Assigned task: Every line of the records below that has the word "Unavailable" should be copied.

+--

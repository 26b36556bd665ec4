//! Voice capture abstraction layer for FieldVoice
//!
//! This crate provides the dictation capture core: one-shot capability
//! detection, recognition session lifecycle, interim/final transcript
//! aggregation, and the recorder control a text field binds to.

use std::sync::atomic::{AtomicU64, Ordering};

pub mod aggregator;
pub mod capability;
pub mod engine;
pub mod engines;
pub mod recorder;
pub mod session;
pub mod types;

pub use aggregator::TranscriptAggregator;
pub use capability::{Capability, EngineRegistry};
pub use engine::{EngineInfo, EventSender, SpeechEngine, SpeechEngineFactory};
pub use recorder::{RecorderStatus, TranscriptSink, VoiceRecorder};
pub use session::{RecognitionSession, SessionState};
pub use types::{
    CaptureMetrics, EngineEvent, Presentation, RecorderConfig, ResultSegment, TranscriptEvent,
    DEFAULT_LANG,
};

/// Generates unique session IDs
static SESSION_ID_COUNTER: AtomicU64 = AtomicU64::new(1);

/// Generate a unique session ID, used to correlate log lines across
/// concurrently listening recorders.
pub fn next_session_id() -> u64 {
    SESSION_ID_COUNTER.fetch_add(1, Ordering::SeqCst)
}
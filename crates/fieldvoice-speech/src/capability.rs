//! One-shot capability detection
//!
//! A recorder control resolves its speech capability exactly once, at
//! construction, by asking a registry for the first engine factory whose
//! requirements pass. Environments without any usable engine resolve to
//! [`Capability::Unavailable`] and the control stays inert.

use std::fmt;
use std::sync::Arc;

use tracing::debug;

use crate::engine::{EngineInfo, SpeechEngineFactory};

/// Result of capability detection for one control instance.
///
/// Immutable for the control's lifetime; never recomputed.
#[derive(Clone)]
pub enum Capability {
    /// A usable engine factory was found
    Available(Arc<dyn SpeechEngineFactory>),
    /// No engine present (headless host, unsupported platform)
    Unavailable,
}

impl Capability {
    pub fn is_supported(&self) -> bool {
        matches!(self, Capability::Available(_))
    }

    pub(crate) fn factory(&self) -> Option<&Arc<dyn SpeechEngineFactory>> {
        match self {
            Capability::Available(factory) => Some(factory),
            Capability::Unavailable => None,
        }
    }
}

impl fmt::Debug for Capability {
    fn fmt(&self, f: &mut fmt::Formatter<'_>) -> fmt::Result {
        match self {
            Capability::Available(factory) => f
                .debug_tuple("Available")
                .field(&factory.engine_info().id)
                .finish(),
            Capability::Unavailable => write!(f, "Unavailable"),
        }
    }
}

/// Registry of engine factories with a preferred probe order.
#[derive(Default)]
pub struct EngineRegistry {
    factories: Vec<Arc<dyn SpeechEngineFactory>>,
    preferred_order: Vec<String>,
}

impl EngineRegistry {
    pub fn new() -> Self {
        Self::default()
    }

    /// Register a new engine factory
    pub fn register(&mut self, factory: Arc<dyn SpeechEngineFactory>) {
        self.factories.push(factory);
    }

    /// Set the preferred order of engines to probe
    pub fn set_preferred_order(&mut self, order: Vec<String>) {
        self.preferred_order = order;
    }

    /// Get metadata for all registered engines
    pub fn registered_engines(&self) -> Vec<EngineInfo> {
        self.factories.iter().map(|f| f.engine_info()).collect()
    }

    /// Resolve the capability: the first factory whose requirements
    /// pass, probing the preferred order first, then registration order.
    ///
    /// No side effects and no caching; each control detects
    /// independently, once.
    pub fn detect(&self) -> Capability {
        for engine_id in &self.preferred_order {
            if let Some(factory) = self
                .factories
                .iter()
                .find(|f| f.engine_info().id == *engine_id)
            {
                if factory.check_requirements().is_ok() {
                    return Capability::Available(factory.clone());
                }
            }
        }

        for factory in &self.factories {
            match factory.check_requirements() {
                Ok(()) => return Capability::Available(factory.clone()),
                Err(reason) => {
                    debug!(
                        target: "capture",
                        engine = %factory.engine_info().id,
                        %reason,
                        "engine requirements not met"
                    );
                }
            }
        }

        Capability::Unavailable
    }
}
//! Recognition session lifecycle
//!
//! A session is one bounded period of ownership over a recognition
//! engine handle, from start to its terminating event. The handle is
//! exclusively owned and released on every exit path: dropping the
//! session stops the engine, whether the drop came from an explicit
//! stop, an engine error, an engine end, or control teardown.

use tokio::sync::mpsc;
use tracing::debug;

use fieldvoice_foundation::error::CaptureError;

use crate::aggregator::TranscriptAggregator;
use crate::engine::{SpeechEngine, SpeechEngineFactory};
use crate::next_session_id;
use crate::types::{EngineEvent, RecorderConfig, TranscriptEvent};

/// State of a recorder's session slot.
#[derive(Debug, Clone, Copy, PartialEq, Eq)]
pub enum SessionState {
    /// No engine handle held
    Idle,
    /// Engine handle held and started
    Listening,
}

/// One live recognition engine handle plus its event stream.
#[derive(Debug)]
pub struct RecognitionSession {
    id: u64,
    engine: Box<dyn SpeechEngine>,
    events: mpsc::UnboundedReceiver<EngineEvent>,
    aggregator: TranscriptAggregator,
}

impl RecognitionSession {
    /// Construct a fresh engine handle, wire its event channel, and
    /// signal the engine to start.
    pub(crate) fn open(
        factory: &dyn SpeechEngineFactory,
        config: &RecorderConfig,
    ) -> Result<Self, CaptureError> {
        let mut engine = factory.create(config)?;
        let (event_tx, event_rx) = mpsc::unbounded_channel();
        engine.start(event_tx)?;

        let id = next_session_id();
        debug!(
            target: "capture",
            session = id,
            engine = %factory.engine_info().id,
            lang = %config.lang,
            interim = config.interim_results,
            "recognition session started"
        );

        Ok(Self {
            id,
            engine,
            events: event_rx,
            aggregator: TranscriptAggregator::new(),
        })
    }

    pub fn id(&self) -> u64 {
        self.id
    }

    pub fn live_text(&self) -> &str {
        self.aggregator.live_text()
    }

    /// Next pending engine event, if any. Never blocks.
    pub(crate) fn try_next(&mut self) -> Option<EngineEvent> {
        self.events.try_recv().ok()
    }

    pub(crate) fn apply(&mut self, event: &TranscriptEvent) -> Option<String> {
        self.aggregator.apply(event)
    }
}

impl Drop for RecognitionSession {
    fn drop(&mut self) {
        self.engine.stop();
        debug!(target: "capture", session = self.id, "recognition session released");
    }
}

+--

Written response:
//! [`Capability::Unavailable`] and the control stays inert.
    Unavailable,
            Capability::Unavailable => None,
            Capability::Unavailable => write!(f, "Unavailable"),
        Capability::Unavailable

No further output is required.